In late October the Stanford Center on Longevity and the Berlin Max Planck Institute for Human Development gathered many of the world's leading cognitive psychologists and neuroscientists to examine these brain games and programs. It then issued a statement that read in part:
Computer-based “brain-games” claim a growing share of the marketplace in aging societies. Consumers are told that playing the games will make them smarter, more alert, and able to learn faster and better. The implied and often explicit promise is that adherence to prescribed regimens of cognitive exercise will reduce and potentially reverse creeping cognitive slowing and forgetfulness, improve everyday functioning, and help to prevent Alzheimer’s disease. … Advertisements also assure consumers that claims and promises are based on solid scientific evidence, as the games are “designed by neuroscientists” at top universities and research centers.
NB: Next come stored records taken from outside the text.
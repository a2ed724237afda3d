//! Pure data-shaping capsules: no external services involved.

use capflow_types::artifact::SlotDataType;
use capflow_types::capsule::{CapsuleCategory, CapsuleTypeMeta, ConfigFieldType};
use serde_json::{Map, Value, json};

use super::{field, required, slot, with_default, with_help, with_options};
use crate::capsule::behavior::{Capsule, CapsuleContext, CapsuleOutput, CapsuleRunError};
use crate::capsule::template::{TemplateScope, json_child};

// ---------------------------------------------------------------------------
// json-extractor
// ---------------------------------------------------------------------------

/// Picks a value out of a JSON document by dotted path.
pub struct JsonExtractorCapsule {
    meta: CapsuleTypeMeta,
}

impl JsonExtractorCapsule {
    pub const TYPE_KEY: &'static str = "json-extractor";

    pub fn new() -> Self {
        Self {
            meta: CapsuleTypeMeta {
                type_key: Self::TYPE_KEY.to_string(),
                name: "JSON Extractor".to_string(),
                description: "Extracts a value from JSON by path".to_string(),
                icon: "brackets".to_string(),
                category: CapsuleCategory::Processor,
                config_schema: vec![
                    with_help(
                        required(field("path", "Path", ConfigFieldType::Text)),
                        "Dotted keys and array indices, e.g. items.0.title",
                    ),
                    with_help(
                        field("default_value", "Default value", ConfigFieldType::Json),
                        "Emitted when the path does not exist",
                    ),
                ],
                default_inputs: vec![slot("data", "Data", SlotDataType::Json, true)],
                default_outputs: vec![slot("value", "Value", SlotDataType::Any, false)],
                testable: true,
            },
        }
    }
}

impl Default for JsonExtractorCapsule {
    fn default() -> Self {
        Self::new()
    }
}

impl Capsule for JsonExtractorCapsule {
    fn meta(&self) -> &CapsuleTypeMeta {
        &self.meta
    }

    async fn execute(&self, ctx: CapsuleContext<'_>) -> Result<CapsuleOutput, CapsuleRunError> {
        let path = ctx.require_str("path")?;
        let data = ctx
            .input_json("data")
            .ok_or_else(|| CapsuleRunError::MissingInput("data".to_string()))?;

        let found = path
            .split('.')
            .filter(|p| !p.is_empty())
            .try_fold(data, |value, key| json_child(&value, key));

        match (found, ctx.config.get("default_value")) {
            (Some(value), _) => Ok(CapsuleOutput::new()
                .with_json("value", value)
                .log(format!("extracted '{path}'"))),
            (None, Some(default)) if !default.is_null() => Ok(CapsuleOutput::new()
                .with_json("value", default.clone())
                .log(format!("'{path}' not found, emitted default"))),
            (None, _) => Err(CapsuleRunError::Failed(format!("path '{path}' not found"))),
        }
    }
}

// ---------------------------------------------------------------------------
// text-template
// ---------------------------------------------------------------------------

/// Renders a text template against inputs and variables.
pub struct TextTemplateCapsule {
    meta: CapsuleTypeMeta,
}

impl TextTemplateCapsule {
    pub const TYPE_KEY: &'static str = "text-template";

    pub fn new() -> Self {
        Self {
            meta: CapsuleTypeMeta {
                type_key: Self::TYPE_KEY.to_string(),
                name: "Text Template".to_string(),
                description: "Renders text with {{inputs.x}} and {{vars.x}} placeholders"
                    .to_string(),
                icon: "text".to_string(),
                category: CapsuleCategory::Processor,
                config_schema: vec![required(field(
                    "template",
                    "Template",
                    ConfigFieldType::Textarea,
                ))],
                default_inputs: vec![slot("data", "Data", SlotDataType::Any, false)],
                default_outputs: vec![slot("text", "Text", SlotDataType::Text, false)],
                testable: true,
            },
        }
    }
}

impl Default for TextTemplateCapsule {
    fn default() -> Self {
        Self::new()
    }
}

impl Capsule for TextTemplateCapsule {
    fn meta(&self) -> &CapsuleTypeMeta {
        &self.meta
    }

    async fn execute(&self, ctx: CapsuleContext<'_>) -> Result<CapsuleOutput, CapsuleRunError> {
        let template = ctx.require_str("template")?;
        let scope = TemplateScope {
            inputs: ctx.inputs,
            variables: ctx.variables,
        };
        let text = scope.render(template);
        let len = text.len();
        Ok(CapsuleOutput::new()
            .with_text("text", text, "text/plain")
            .log(format!("rendered {len} bytes")))
    }
}

// ---------------------------------------------------------------------------
// data-merger
// ---------------------------------------------------------------------------

const MERGE_SLOTS: [&str; 3] = ["a", "b", "c"];

/// Combines up to three upstream payloads into one JSON value.
pub struct DataMergerCapsule {
    meta: CapsuleTypeMeta,
}

impl DataMergerCapsule {
    pub const TYPE_KEY: &'static str = "data-merger";

    pub fn new() -> Self {
        Self {
            meta: CapsuleTypeMeta {
                type_key: Self::TYPE_KEY.to_string(),
                name: "Data Merger".to_string(),
                description: "Merges several inputs into one JSON value".to_string(),
                icon: "merge".to_string(),
                category: CapsuleCategory::Processor,
                config_schema: vec![with_help(
                    with_options(
                        with_default(field("strategy", "Strategy", ConfigFieldType::Select), json!("object")),
                        &["object", "array"],
                    ),
                    "object: shallow-merge objects (others keyed by slot); array: list in slot order",
                )],
                default_inputs: vec![
                    slot("a", "Input A", SlotDataType::Any, true),
                    slot("b", "Input B", SlotDataType::Any, false),
                    slot("c", "Input C", SlotDataType::Any, false),
                ],
                default_outputs: vec![slot("merged", "Merged", SlotDataType::Json, false)],
                testable: true,
            },
        }
    }
}

impl Default for DataMergerCapsule {
    fn default() -> Self {
        Self::new()
    }
}

impl Capsule for DataMergerCapsule {
    fn meta(&self) -> &CapsuleTypeMeta {
        &self.meta
    }

    async fn execute(&self, ctx: CapsuleContext<'_>) -> Result<CapsuleOutput, CapsuleRunError> {
        // Slots beyond the default three are merged too, after them, by name.
        let mut slot_ids: Vec<&str> = MERGE_SLOTS
            .iter()
            .copied()
            .filter(|s| ctx.inputs.contains_key(*s))
            .collect();
        let mut extra: Vec<&str> = ctx
            .inputs
            .keys()
            .map(String::as_str)
            .filter(|k| !MERGE_SLOTS.contains(k))
            .collect();
        extra.sort_unstable();
        slot_ids.extend(extra);

        if slot_ids.is_empty() {
            return Err(CapsuleRunError::MissingInput("a".to_string()));
        }

        let values: Vec<(&str, Value)> = slot_ids
            .iter()
            .filter_map(|s| ctx.input_json(s).map(|v| (*s, v)))
            .collect();

        let merged = match ctx.config_str("strategy").unwrap_or("object") {
            "array" => Value::Array(values.into_iter().map(|(_, v)| v).collect()),
            "object" => {
                let all_objects = values.iter().all(|(_, v)| v.is_object());
                let mut out = Map::new();
                for (slot_id, value) in values {
                    match value {
                        Value::Object(map) if all_objects => out.extend(map),
                        other => {
                            out.insert(slot_id.to_string(), other);
                        }
                    }
                }
                Value::Object(out)
            }
            other => {
                return Err(CapsuleRunError::Config(format!("unknown strategy '{other}'")));
            }
        };

        Ok(CapsuleOutput::new()
            .with_json("merged", merged)
            .log(format!("merged {} inputs", slot_ids.len())))
    }
}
We object to the claim that brain games offer consumers a scientifically grounded avenue to reduce or reverse cognitive decline when there is no compelling scientific evidence to date that they do. The promise of a magic bullet detracts from the best evidence to date, which is that cognitive health in old age reflects the long-term effects of healthy, engaged lifestyles.
Working the Brain Gym
Though many of the “brain training” programs and commercials target older people, some are also marketed for children. One of the first and best-known commercially sold brain workout programs is called the Brain Gym. It was created in the 1970s and is marketed worldwide, used as a teaching program in Canada and the United States, in British state schools and elsewhere.
However the Brain Gym’s theoretical basis has been researched and fully discredited. There’s simply no evidence that the Brain Gym works — nor that it even could work. Dr. Ben Goldacre, the “Bad Science” columnist for “The Guardian” has long been a vocal critic of the Brain Gym, referring to it as “transparent pseudoscientific nonsense” with “a scientific explanatory framework that is barkingly out to lunch.”